Andrew Solomon, on a trip through post–Pol Pot Cambodia—“The Killing Fields,” as they were called—remarked, “People who had suffered atrocities at the hands of the Khmer Rouge . . . preferred to look forward” (2002, p. 33). Wendy Kaminer, while writing her book critiquing the “recovery movement” in the United States, at the same time happened to be working on an article about Cambodian refugees to the U.S. who had come to this country after the Killing Fields. Both the codependents and the Cambodian refugee women met in church basements for their support groups, but Kaminer was struck by the difference in conversational topics between the two. The traumatized U.S. survivors spent much of their time discussing and detailing their abuse and maltreatment in the past. The Cambodian women almost never spoke about the past, preferring to help each other learn English, master the bus schedules, and talk about their future plans (Kaminer, 1993).

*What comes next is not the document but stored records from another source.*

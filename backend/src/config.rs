use serde::Deserialize;
use std::env;
use std::time::Duration;

pub const CONFIG_PATH_VAR: &str = "DETECTAI_CONFIG";

#[derive(Debug, thiserror::Error)]
pub enum ConfigError {
    #[error("Failed to read config file {path}: {source}")]
    Io {
        path: String,
        source: std::io::Error,
    },
    #[error("Invalid config file: {0}")]
    Yaml(#[from] serde_yaml::Error),
    #[error("Invalid value for {key}: {value}")]
    InvalidValue { key: &'static str, value: String },
    #[error("Missing required setting: {0}")]
    Missing(&'static str),
}

#[derive(Debug, Clone, Copy, PartialEq, Eq, Deserialize)]
#[serde(rename_all = "lowercase")]
pub enum HistoryBackend {
    Dynamodb,
    Memory,
}

#[derive(Debug, Clone, Deserialize)]
#[serde(default)]
pub struct ClassifierConfig {
    pub base_url: String,
    pub connect_timeout_secs: u64,
    pub read_timeout_secs: u64,
    pub write_timeout_secs: u64,
}

impl Default for ClassifierConfig {
    fn default() -> Self {
        Self {
            base_url: "https://kushalkv-detectai-api.hf.space/".to_string(),
            connect_timeout_secs: 30,
            read_timeout_secs: 60,
            write_timeout_secs: 30,
        }
    }
}

impl ClassifierConfig {
    pub fn connect_timeout(&self) -> Duration {
        Duration::from_secs(self.connect_timeout_secs)
    }

    pub fn read_timeout(&self) -> Duration {
        Duration::from_secs(self.read_timeout_secs)
    }

    /// reqwest has no write timeout, so the whole exchange is bounded by the
    /// sum of the three phases instead.
    pub fn request_timeout(&self) -> Duration {
        Duration::from_secs(
            self.connect_timeout_secs + self.read_timeout_secs + self.write_timeout_secs,
        )
    }
}

#[derive(Debug, Clone, Deserialize)]
#[serde(default)]
pub struct HistoryConfig {
    pub backend: HistoryBackend,
    pub table: String,
    pub user_index: String,
    pub undo_window_secs: u64,
}

impl Default for HistoryConfig {
    fn default() -> Self {
        Self {
            backend: HistoryBackend::Dynamodb,
            table: "history".to_string(),
            user_index: "userId-timestamp-index".to_string(),
            undo_window_secs: 10,
        }
    }
}

impl HistoryConfig {
    pub fn undo_window(&self) -> Duration {
        Duration::from_secs(self.undo_window_secs)
    }
}

#[derive(Debug, Clone, Deserialize)]
#[serde(default)]
pub struct AppConfig {
    pub port: u16,
    pub jwt_secret: String,
    pub classifier: ClassifierConfig,
    pub history: HistoryConfig,
}

impl Default for AppConfig {
    fn default() -> Self {
        Self {
            port: 8081,
            jwt_secret: String::new(),
            classifier: ClassifierConfig::default(),
            history: HistoryConfig::default(),
        }
    }
}

impl AppConfig {
    /// Defaults, then the YAML file named by `DETECTAI_CONFIG` (if any), then
    /// environment variables.
    pub fn load() -> Result<Self, ConfigError> {
        let mut config = match env::var(CONFIG_PATH_VAR) {
            Ok(path) => {
                log::info!("Loading configuration from {}", path);
                let contents = std::fs::read_to_string(&path)
                    .map_err(|source| ConfigError::Io { path, source })?;
                Self::from_yaml_str(&contents)?
            }
            Err(_) => Self::default(),
        };
        config.apply_overrides(|key| env::var(key).ok())?;
        config.validate()?;
        Ok(config)
    }

    pub fn from_yaml_str(contents: &str) -> Result<Self, ConfigError> {
        Ok(serde_yaml::from_str(contents)?)
    }

    pub fn apply_overrides<F>(&mut self, lookup: F) -> Result<(), ConfigError>
    where
        F: Fn(&str) -> Option<String>,
    {
        if let Some(value) = lookup("PORT") {
            self.port = parse_number("PORT", &value)?;
        }
        if let Some(value) = lookup("JWT_SECRET") {
            self.jwt_secret = value;
        }
        if let Some(value) = lookup("CLASSIFIER_BASE_URL") {
            self.classifier.base_url = value;
        }
        if let Some(value) = lookup("CLASSIFIER_CONNECT_TIMEOUT_SECS") {
            self.classifier.connect_timeout_secs =
                parse_number("CLASSIFIER_CONNECT_TIMEOUT_SECS", &value)?;
        }
        if let Some(value) = lookup("CLASSIFIER_READ_TIMEOUT_SECS") {
            self.classifier.read_timeout_secs =
                parse_number("CLASSIFIER_READ_TIMEOUT_SECS", &value)?;
        }
        if let Some(value) = lookup("CLASSIFIER_WRITE_TIMEOUT_SECS") {
            self.classifier.write_timeout_secs =
                parse_number("CLASSIFIER_WRITE_TIMEOUT_SECS", &value)?;
        }
        if let Some(value) = lookup("HISTORY_BACKEND") {
            self.history.backend = match value.trim().to_ascii_lowercase().as_str() {
                "dynamodb" => HistoryBackend::Dynamodb,
                "memory" => HistoryBackend::Memory,
                _ => {
                    return Err(ConfigError::InvalidValue {
                        key: "HISTORY_BACKEND",
                        value,
                    });
                }
            };
        }
        if let Some(value) = lookup("DYNAMODB_HISTORY_TABLE") {
            self.history.table = value;
        }
        if let Some(value) = lookup("DYNAMODB_HISTORY_USER_INDEX") {
            self.history.user_index = value;
        }
        if let Some(value) = lookup("UNDO_WINDOW_SECS") {
            self.history.undo_window_secs = parse_number("UNDO_WINDOW_SECS", &value)?;
        }
        Ok(())
    }

    pub fn validate(&self) -> Result<(), ConfigError> {
        if self.jwt_secret.trim().is_empty() {
            return Err(ConfigError::Missing("JWT_SECRET"));
        }
        if self.classifier.base_url.trim().is_empty() {
            return Err(ConfigError::Missing("CLASSIFIER_BASE_URL"));
        }
        if self.history.backend == HistoryBackend::Dynamodb && self.history.table.is_empty() {
            return Err(ConfigError::Missing("DYNAMODB_HISTORY_TABLE"));
        }
        Ok(())
    }
}

fn parse_number<T: std::str::FromStr>(key: &'static str, value: &str) -> Result<T, ConfigError> {
    value.trim().parse().map_err(|_| ConfigError::InvalidValue {
        key,
        value: value.to_string(),
    })
}
pub mod client;

use async_trait::async_trait;
use shared::{HealthResponse, ImageAnalysisResponse, TextAnalysisResponse};

pub use client::ClassificationClient;

#[derive(Debug, thiserror::Error)]
pub enum ClassifierError {
    #[error("Invalid classifier base URL: {0}")]
    InvalidBaseUrl(#[from] url::ParseError),
    #[error("Classifier request failed: {0}")]
    Transport(#[from] reqwest::Error),
    #[error("Classifier returned {status}: {body}")]
    Status { status: u16, body: String },
    #[error("Failed to parse classifier response: {0}")]
    Decode(String),
}

/// The remote AI-content classifier.
#[async_trait]
pub trait Classifier: Send + Sync {
    async fn health(&self) -> Result<HealthResponse, ClassifierError>;

    async fn analyze_text(&self, text: &str) -> Result<TextAnalysisResponse, ClassifierError>;

    /// `image` is the base64 encoded payload.
    async fn analyze_image(&self, image: &str) -> Result<ImageAnalysisResponse, ClassifierError>;
}
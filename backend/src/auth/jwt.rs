use chrono::Utc;
use jsonwebtoken::{Algorithm, DecodingKey, Validation, decode};
use serde::{Deserialize, Serialize};

#[cfg(test)]
use jsonwebtoken::{EncodingKey, Header, encode};

/// Claims issued by the authentication provider. `sub` is the opaque user
/// id that history records are keyed by.
#[derive(Debug, Clone, Serialize, Deserialize)]
pub struct Claims {
    pub sub: String,
    #[serde(default, skip_serializing_if = "Option::is_none")]
    pub email: Option<String>,
    pub exp: usize,
    #[serde(default)]
    pub iat: usize,
}

#[derive(Debug, thiserror::Error)]
pub enum JwtError {
    #[cfg(test)]
    #[error("JWT encoding error: {0}")]
    Encoding(String),
    #[error("JWT decoding error: {0}")]
    Decoding(String),
    #[error("Invalid token")]
    InvalidToken,
    #[error("Token expired")]
    TokenExpired,
    #[error("Token has no subject")]
    MissingSubject,
}

#[derive(Clone)]
pub struct JwtService {
    decoding_key: DecodingKey,
    #[cfg(test)]
    encoding_key: EncodingKey,
}

impl JwtService {
    pub fn new(secret: &str) -> Self {
        Self {
            decoding_key: DecodingKey::from_secret(secret.as_ref()),
            #[cfg(test)]
            encoding_key: EncodingKey::from_secret(secret.as_ref()),
        }
    }

    #[cfg(test)]
    pub fn generate_token(&self, user_id: &str, ttl: chrono::Duration) -> Result<String, JwtError> {
        let now = Utc::now();
        let claims = Claims {
            sub: user_id.to_string(),
            email: None,
            exp: (now + ttl).timestamp().max(0) as usize,
            iat: now.timestamp() as usize,
        };
        encode(&Header::new(Algorithm::HS256), &claims, &self.encoding_key)
            .map_err(|e| JwtError::Encoding(e.to_string()))
    }

    pub fn verify_token(&self, token: &str) -> Result<Claims, JwtError> {
        if token.is_empty() || token.split('.').count() != 3 {
            return Err(JwtError::InvalidToken);
        }

        let validation = Validation::new(Algorithm::HS256);

        match decode::<Claims>(token, &self.decoding_key, &validation) {
            Ok(token_data) => {
                let now = Utc::now().timestamp() as usize;
                log::debug!(
                    "JWT decoded for user {} (exp {}, now {})",
                    token_data.claims.sub,
                    token_data.claims.exp,
                    now
                );

                if token_data.claims.exp < now {
                    log::warn!("JWT expired. Exp: {}, Now: {}", token_data.claims.exp, now);
                    return Err(JwtError::TokenExpired);
                }
                if token_data.claims.sub.trim().is_empty() {
                    return Err(JwtError::MissingSubject);
                }
                Ok(token_data.claims)
            }
            Err(err) => {
                log::warn!("JWT decode error: {:?}", err);
                match err.kind() {
                    jsonwebtoken::errors::ErrorKind::ExpiredSignature => {
                        Err(JwtError::TokenExpired)
                    }
                    jsonwebtoken::errors::ErrorKind::InvalidToken
                    | jsonwebtoken::errors::ErrorKind::InvalidSignature => {
                        Err(JwtError::InvalidToken)
                    }
                    _ => Err(JwtError::Decoding(err.to_string())),
                }
            }
        }
    }
}

#[cfg(test)]
mod tests {
    use super::*;
    use chrono::Duration;

    #[test]
    fn issued_token_verifies_with_same_secret() {
        let service = JwtService::new("test-secret");
        let token = service.generate_token("user-42", Duration::hours(1)).unwrap();
        let claims = service.verify_token(&token).unwrap();
        assert_eq!(claims.sub, "user-42");
    }

    #[test]
    fn token_signed_with_other_secret_is_invalid() {
        let token = JwtService::new("other-secret")
            .generate_token("user-42", Duration::hours(1))
            .unwrap();
        assert!(matches!(
            JwtService::new("test-secret").verify_token(&token),
            Err(JwtError::InvalidToken)
        ));
    }

    #[test]
    fn expired_token_is_rejected() {
        let service = JwtService::new("test-secret");
        let token = service.generate_token("user-42", Duration::hours(-2)).unwrap();
        assert!(matches!(service.verify_token(&token), Err(JwtError::TokenExpired)));
    }

    #[test]
    fn malformed_token_is_rejected() {
        let service = JwtService::new("test-secret");
        assert!(matches!(service.verify_token(""), Err(JwtError::InvalidToken)));
        assert!(matches!(service.verify_token("abc.def"), Err(JwtError::InvalidToken)));
    }

    #[test]
    fn empty_subject_is_rejected() {
        let service = JwtService::new("test-secret");
        let token = service.generate_token("  ", Duration::hours(1)).unwrap();
        assert!(matches!(service.verify_token(&token), Err(JwtError::MissingSubject)));
    }
}
use async_trait::async_trait;
use reqwest::{Client, Response};
use serde::de::DeserializeOwned;
use shared::{
    HealthResponse, ImageAnalysisRequest, ImageAnalysisResponse, TextAnalysisRequest,
    TextAnalysisResponse,
};
use url::Url;

use super::{Classifier, ClassifierError};
use crate::config::ClassifierConfig;

#[derive(Clone)]
pub struct ClassificationClient {
    client: Client,
    base_url: Url,
}

impl ClassificationClient {
    pub fn new(config: &ClassifierConfig) -> Result<Self, ClassifierError> {
        let mut base = config.base_url.trim().to_string();
        if !base.ends_with('/') {
            base.push('/');
        }
        let base_url = Url::parse(&base)?;

        let client = Client::builder()
            .connect_timeout(config.connect_timeout())
            .read_timeout(config.read_timeout())
            .timeout(config.request_timeout())
            .build()?;

        log::info!("Classifier client configured for {}", base_url);
        Ok(Self { client, base_url })
    }

    fn endpoint(&self, path: &str) -> Result<Url, ClassifierError> {
        Ok(self.base_url.join(path)?)
    }
}

#[async_trait]
impl Classifier for ClassificationClient {
    async fn health(&self) -> Result<HealthResponse, ClassifierError> {
        let url = self.endpoint("health")?;
        log::debug!("Probing classifier health at {}", url);
        let response = self.client.get(url).send().await?;
        decode(response).await
    }

    async fn analyze_text(&self, text: &str) -> Result<TextAnalysisResponse, ClassifierError> {
        let url = self.endpoint("analyze")?;
        log::debug!("Submitting {} characters for text analysis", text.len());
        let response = self
            .client
            .post(url)
            .json(&TextAnalysisRequest {
                text: text.to_string(),
            })
            .send()
            .await
            .map_err(|e| {
                log::error!("Text analysis request failed: {}", e);
                ClassifierError::Transport(e)
            })?;
        decode(response).await
    }

    async fn analyze_image(&self, image: &str) -> Result<ImageAnalysisResponse, ClassifierError> {
        let url = self.endpoint("analyze-image")?;
        log::debug!("Submitting {} base64 bytes for image analysis", image.len());
        let response = self
            .client
            .post(url)
            .json(&ImageAnalysisRequest {
                image: image.to_string(),
            })
            .send()
            .await
            .map_err(|e| {
                log::error!("Image analysis request failed: {}", e);
                ClassifierError::Transport(e)
            })?;
        decode(response).await
    }
}

async fn decode<T: DeserializeOwned>(response: Response) -> Result<T, ClassifierError> {
    let status = response.status();
    if !status.is_success() {
        let body = response.text().await.unwrap_or_default();
        log::error!("Classifier error {}: {}", status, body);
        return Err(ClassifierError::Status {
            status: status.as_u16(),
            body,
        });
    }

    let body = response.text().await?;
    serde_json::from_str(&body).map_err(|e| ClassifierError::Decode(e.to_string()))
}
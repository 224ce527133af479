use chrono::{DateTime, Utc};
use serde::{Deserialize, Serialize};
use strum_macros::{Display, EnumString};

use crate::interpret::interpret_stored;
use crate::outcome::DetectionOutcome;

#[derive(Serialize, Deserialize, Clone, Copy, Debug, PartialEq, Eq, Hash, Display, EnumString)]
pub enum DetectionKind {
    Text,
    Image,
}

/// A persisted detection. `id` is only present once the history store has
/// accepted the record.
#[derive(Serialize, Deserialize, Clone, Debug, PartialEq)]
#[serde(rename_all = "camelCase")]
pub struct DetectionRecord {
    #[serde(default, skip_serializing_if = "Option::is_none")]
    pub id: Option<String>,
    pub user_id: String,
    #[serde(rename = "type")]
    pub kind: DetectionKind,
    pub result_summary: String,
    /// Original text, or a base64 JPEG thumbnail for images.
    pub raw_input: String,
    #[serde(default)]
    pub explanation: Option<String>,
    pub created_at: DateTime<Utc>,
}

impl DetectionRecord {
    pub fn from_outcome(
        user_id: impl Into<String>,
        kind: DetectionKind,
        outcome: &DetectionOutcome,
        raw_input: impl Into<String>,
    ) -> Self {
        Self {
            id: None,
            user_id: user_id.into(),
            kind,
            result_summary: outcome.summary(),
            raw_input: raw_input.into(),
            explanation: Some(outcome.explanation.clone()),
            created_at: Utc::now(),
        }
    }

    pub fn with_id(mut self, id: impl Into<String>) -> Self {
        self.id = Some(id.into());
        self
    }

    pub fn replay(&self) -> DetectionOutcome {
        interpret_stored(&self.result_summary, self.explanation.as_deref())
    }

    pub fn image_preview(&self) -> Option<ImagePreview> {
        match self.kind {
            DetectionKind::Image => Some(ImagePreview::classify(&self.raw_input)),
            DetectionKind::Text => None,
        }
    }
}

/// What a client can show for the stored image payload of a record.
#[derive(Serialize, Deserialize, Clone, Copy, Debug, PartialEq, Eq)]
#[serde(rename_all = "snake_case")]
pub enum ImagePreview {
    Inline,
    /// Older records kept a path on the submitting device.
    Unavailable,
    NotSaved,
    Missing,
}

impl ImagePreview {
    const INLINE_MIN_LEN: usize = 1000;

    pub fn classify(raw_input: &str) -> Self {
        if raw_input.is_empty() {
            ImagePreview::Missing
        } else if raw_input.len() > Self::INLINE_MIN_LEN {
            ImagePreview::Inline
        } else if raw_input.starts_with("/data/") {
            ImagePreview::Unavailable
        } else {
            ImagePreview::NotSaved
        }
    }
}

#[derive(Serialize, Deserialize, Clone, Debug, PartialEq)]
pub struct HistoryEntry {
    pub record: DetectionRecord,
    pub outcome: DetectionOutcome,
    #[serde(default, skip_serializing_if = "Option::is_none")]
    pub image_preview: Option<ImagePreview>,
}

impl From<DetectionRecord> for HistoryEntry {
    fn from(record: DetectionRecord) -> Self {
        Self {
            outcome: record.replay(),
            image_preview: record.image_preview(),
            record,
        }
    }
}

#[derive(Serialize, Deserialize, Clone, Debug, PartialEq)]
#[serde(tag = "status", rename_all = "snake_case")]
pub enum HistoryView {
    NotAuthenticated,
    Loaded { entries: Vec<HistoryEntry> },
}

#[derive(Serialize, Deserialize, Clone, Debug, PartialEq)]
pub struct UndoTicket {
    pub id: String,
    pub expires_at: DateTime<Utc>,
}

#[derive(Serialize, Deserialize, Clone, Debug, PartialEq)]
pub struct DetectionReport {
    pub outcome: DetectionOutcome,
    pub summary: String,
    pub saved: bool,
    #[serde(default, skip_serializing_if = "Option::is_none")]
    pub record_id: Option<String>,
}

The depressed person, once connected with a meaningful and preferred future, doesn’t have to jump there instantly. She just needs to do something today that would be compatible with such a future coming true. As Abraham Lincoln said, “luckily, the future comes only one day at a time.”
FUTURE PULL
I also call this way of relieving depression Future Pull, since the object is to connect the person to a future that is compelling enough to pull him through the painful present. Now, there are many possible futures a depressed person could imagine and to which he could connect, but what we are aiming for in using this Future Pull strategy is a future filled with meaning, a reason to live and keep going, and the possibility of feeling better. Why bother putting up with the level of suffering that depression brings if one doesn’t think that that pain and suffering will abate someday? But there is more than the alleviation of suffering. If we can connect the depressed person to a future worth living toward—a positive, possibility-filled, meaningful future—it can give him something to move toward rather than just something to move away from.